[WHAT YOU HAVE TO DO]
Lines from the beginning of the entries up to and including the one with "the per-track pipeline." must be duplicated word for word; leave out all others.

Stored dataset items
BEGIN
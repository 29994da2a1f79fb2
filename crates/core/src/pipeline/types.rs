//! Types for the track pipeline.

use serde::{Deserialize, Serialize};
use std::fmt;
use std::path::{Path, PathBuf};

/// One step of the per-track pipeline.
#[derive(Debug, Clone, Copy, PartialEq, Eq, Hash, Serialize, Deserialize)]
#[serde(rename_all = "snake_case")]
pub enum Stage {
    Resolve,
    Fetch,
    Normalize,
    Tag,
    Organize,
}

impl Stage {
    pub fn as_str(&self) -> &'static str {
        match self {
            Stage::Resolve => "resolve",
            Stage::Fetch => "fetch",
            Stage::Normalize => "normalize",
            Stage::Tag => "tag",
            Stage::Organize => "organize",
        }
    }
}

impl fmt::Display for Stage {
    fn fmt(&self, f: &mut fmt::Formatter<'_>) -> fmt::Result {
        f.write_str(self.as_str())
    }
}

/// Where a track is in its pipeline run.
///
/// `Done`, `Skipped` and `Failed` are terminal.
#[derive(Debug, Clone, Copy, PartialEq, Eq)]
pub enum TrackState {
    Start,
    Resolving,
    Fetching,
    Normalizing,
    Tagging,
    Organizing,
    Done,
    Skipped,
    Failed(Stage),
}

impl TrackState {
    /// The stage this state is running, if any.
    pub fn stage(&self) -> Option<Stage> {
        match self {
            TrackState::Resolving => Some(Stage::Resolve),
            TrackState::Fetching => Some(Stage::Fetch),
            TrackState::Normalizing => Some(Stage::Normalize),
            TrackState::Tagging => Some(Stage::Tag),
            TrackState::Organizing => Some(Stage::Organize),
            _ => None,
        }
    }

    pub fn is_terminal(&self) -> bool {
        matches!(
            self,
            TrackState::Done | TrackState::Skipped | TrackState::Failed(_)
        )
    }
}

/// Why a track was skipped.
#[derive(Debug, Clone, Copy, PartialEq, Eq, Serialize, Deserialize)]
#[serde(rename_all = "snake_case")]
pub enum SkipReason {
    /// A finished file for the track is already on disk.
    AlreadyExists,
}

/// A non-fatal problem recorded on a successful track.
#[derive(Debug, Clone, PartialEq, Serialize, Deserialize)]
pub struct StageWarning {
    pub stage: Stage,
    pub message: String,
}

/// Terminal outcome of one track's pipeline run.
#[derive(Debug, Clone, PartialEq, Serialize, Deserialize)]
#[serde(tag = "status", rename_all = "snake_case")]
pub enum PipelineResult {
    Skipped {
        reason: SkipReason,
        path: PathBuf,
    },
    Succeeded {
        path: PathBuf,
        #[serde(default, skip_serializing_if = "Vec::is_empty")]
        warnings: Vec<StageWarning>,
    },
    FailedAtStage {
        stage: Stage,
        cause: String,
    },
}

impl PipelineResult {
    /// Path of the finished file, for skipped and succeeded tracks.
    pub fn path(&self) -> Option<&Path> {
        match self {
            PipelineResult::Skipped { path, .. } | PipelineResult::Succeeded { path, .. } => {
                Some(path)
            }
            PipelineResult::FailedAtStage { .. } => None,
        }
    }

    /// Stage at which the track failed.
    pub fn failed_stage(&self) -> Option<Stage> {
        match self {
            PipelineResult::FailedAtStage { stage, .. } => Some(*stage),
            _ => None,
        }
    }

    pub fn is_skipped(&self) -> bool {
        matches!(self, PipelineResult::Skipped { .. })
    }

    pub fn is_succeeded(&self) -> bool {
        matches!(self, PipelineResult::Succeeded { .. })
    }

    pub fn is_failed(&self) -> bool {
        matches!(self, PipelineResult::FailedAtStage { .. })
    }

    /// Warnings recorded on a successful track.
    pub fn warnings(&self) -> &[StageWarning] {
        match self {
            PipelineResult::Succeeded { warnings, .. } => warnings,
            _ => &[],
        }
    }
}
END
[WRITTEN SOLUTION]
repository 29994da2a1f79fb2
filename crates/core/src/pipeline/types.rs
//! Types for the track pipeline.

use serde::{Deserialize, Serialize};
use std::fmt;
use std::path::{Path, PathBuf};

/// One step of the per-track pipeline.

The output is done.